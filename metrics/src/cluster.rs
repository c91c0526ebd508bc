//! Cluster node identity and coordinator election
//!
//! Each process mints one node id at startup; the elected coordinator is
//! the only node running periodic aggregation. Brief dual-execution during
//! lease handover is tolerable because aggregation is idempotent per
//! watermark.

use async_trait::async_trait;
use redis::aio::MultiplexedConnection;
use tracing::warn;
use uuid::Uuid;

use sidewinder_core::BrokerError;

/// Mint a process-wide node id
pub fn generate_node_id() -> String {
    Uuid::new_v4().to_string()
}

/// Single-writer election: is this node the coordinator right now?
#[async_trait]
pub trait MasterElection: Send + Sync {
    async fn is_master(&self) -> bool;
}

/// Fixed election answer for single-node deployments and tests
pub struct StaticElection {
    master: bool,
}

impl StaticElection {
    pub fn new(master: bool) -> Self {
        Self { master }
    }
}

#[async_trait]
impl MasterElection for StaticElection {
    async fn is_master(&self) -> bool {
        self.master
    }
}

/// Lease-based election on a shared Redis key
///
/// `SET key node_id NX EX lease` acquires; the holder refreshes the lease on
/// every check. Election failures answer false so aggregation is skipped
/// rather than run concurrently.
pub struct RedisElection {
    connection: MultiplexedConnection,
    key: String,
    node_id: String,
    lease_secs: u64,
}

impl RedisElection {
    pub async fn new(
        url: &str,
        key: impl Into<String>,
        node_id: impl Into<String>,
        lease_secs: u64,
    ) -> Result<Self, BrokerError> {
        let client = redis::Client::open(url)
            .map_err(|e| BrokerError::StoreError(format!("Redis connection failed: {}", e)))?;
        let connection = client
            .get_multiplexed_async_connection()
            .await
            .map_err(|e| BrokerError::StoreError(format!("Redis connection failed: {}", e)))?;
        Ok(Self {
            connection,
            key: key.into(),
            node_id: node_id.into(),
            lease_secs,
        })
    }

    async fn try_acquire(&self) -> Result<bool, redis::RedisError> {
        let mut conn = self.connection.clone();
        let acquired: Option<String> = redis::cmd("SET")
            .arg(&self.key)
            .arg(&self.node_id)
            .arg("NX")
            .arg("EX")
            .arg(self.lease_secs)
            .query_async(&mut conn)
            .await?;
        if acquired.is_some() {
            return Ok(true);
        }

        let holder: Option<String> = redis::cmd("GET")
            .arg(&self.key)
            .query_async(&mut conn)
            .await?;
        if holder.as_deref() == Some(self.node_id.as_str()) {
            // Still the holder; refresh the lease
            let _: () = redis::cmd("EXPIRE")
                .arg(&self.key)
                .arg(self.lease_secs)
                .query_async(&mut conn)
                .await?;
            return Ok(true);
        }
        Ok(false)
    }
}

#[async_trait]
impl MasterElection for RedisElection {
    async fn is_master(&self) -> bool {
        match self.try_acquire().await {
            Ok(master) => master,
            Err(e) => {
                warn!(error = %e, "Master election check failed; skipping coordinator duties");
                false
            }
        }
    }
}

#[cfg(test)]
mod tests {
    use super::*;

    #[tokio::test]
    async fn test_static_election() {
        assert!(StaticElection::new(true).is_master().await);
        assert!(!StaticElection::new(false).is_master().await);
    }

    #[test]
    fn test_node_ids_are_unique() {
        assert_ne!(generate_node_id(), generate_node_id());
    }
}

■ ■ ■ ■

Required action
Your task is to reproduce the whole listing exactly.

Result of the task
filename metrics/src/cluster.rs
repository c91c0526ebd508bc
//! Cluster node identity and coordinator election
//!
//! Each process mints one node id at startup; the elected coordinator is
//! the only node running periodic aggregation. Brief dual-execution during
//! lease handover is tolerable because aggregation is idempotent per
//! watermark.

use async_trait::async_trait;
use redis::aio::MultiplexedConnection;
use tracing::warn;
use uuid::Uuid;

use sidewinder_core::BrokerError;

/// Mint a process-wide node id
pub fn generate_node_id() -> String {
    Uuid::new_v4().to_string()
}

/// Single-writer election: is this node the coordinator right now?
#[async_trait]
pub trait MasterElection: Send + Sync {
    async fn is_master(&self) -> bool;
}

/// Fixed election answer for single-node deployments and tests
pub struct StaticElection {
    master: bool,
}

impl StaticElection {
    pub fn new(master: bool) -> Self {
        Self { master }
    }
}

#[async_trait]
impl MasterElection for StaticElection {
    async fn is_master(&self) -> bool {
        self.master
    }
}

/// Lease-based election on a shared Redis key
///
/// `SET key node_id NX EX lease` acquires; the holder refreshes the lease on
/// every check. Election failures answer false so aggregation is skipped
/// rather than run concurrently.
pub struct RedisElection {
    connection: MultiplexedConnection,
    key: String,
    node_id: String,
    lease_secs: u64,
}

impl RedisElection {
    pub async fn new(
        url: &str,
        key: impl Into<String>,
        node_id: impl Into<String>,
        lease_secs: u64,
    ) -> Result<Self, BrokerError> {
        let client = redis::Client::open(url)
            .map_err(|e| BrokerError::StoreError(format!("Redis connection failed: {}", e)))?;
        let connection = client
            .get_multiplexed_async_connection()
            .await
            .map_err(|e| BrokerError::StoreError(format!("Redis connection failed: {}", e)))?;
        Ok(Self {
            connection,
            key: key.into(),
            node_id: node_id.into(),
            lease_secs,
        })
    }

    async fn try_acquire(&self) -> Result<bool, redis::RedisError> {
        let mut conn = self.connection.clone();
        let acquired: Option<String> = redis::cmd("SET")
            .arg(&self.key)
            .arg(&self.node_id)
            .arg("NX")
            .arg("EX")
            .arg(self.lease_secs)
            .query_async(&mut conn)
            .await?;
        if acquired.is_some() {
            return Ok(true);
        }

        let holder: Option<String> = redis::cmd("GET")
            .arg(&self.key)
            .query_async(&mut conn)
            .await?;
        if holder.as_deref() == Some(self.node_id.as_str()) {
            // Still the holder; refresh the lease
            let _: () = redis::cmd("EXPIRE")
                .arg(&self.key)
                .arg(self.lease_secs)
                .query_async(&mut conn)
                .await?;
            return Ok(true);
        }
        Ok(false)
    }
}

#[async_trait]
impl MasterElection for RedisElection {
    async fn is_master(&self) -> bool {
        match self.try_acquire().await {
            Ok(master) => master,
            Err(e) => {
                warn!(error = %e, "Master election check failed; skipping coordinator duties");
                false
            }
        }
    }
}

#[cfg(test)]
mod tests {
    use super::*;

    #[tokio::test]
    async fn test_static_election() {
        assert!(StaticElection::new(true).is_master().await);
        assert!(!StaticElection::new(false).is_master().await);
    }

    #[test]
    fn test_node_ids_are_unique() {
        assert_ne!(generate_node_id(), generate_node_id());
    }
}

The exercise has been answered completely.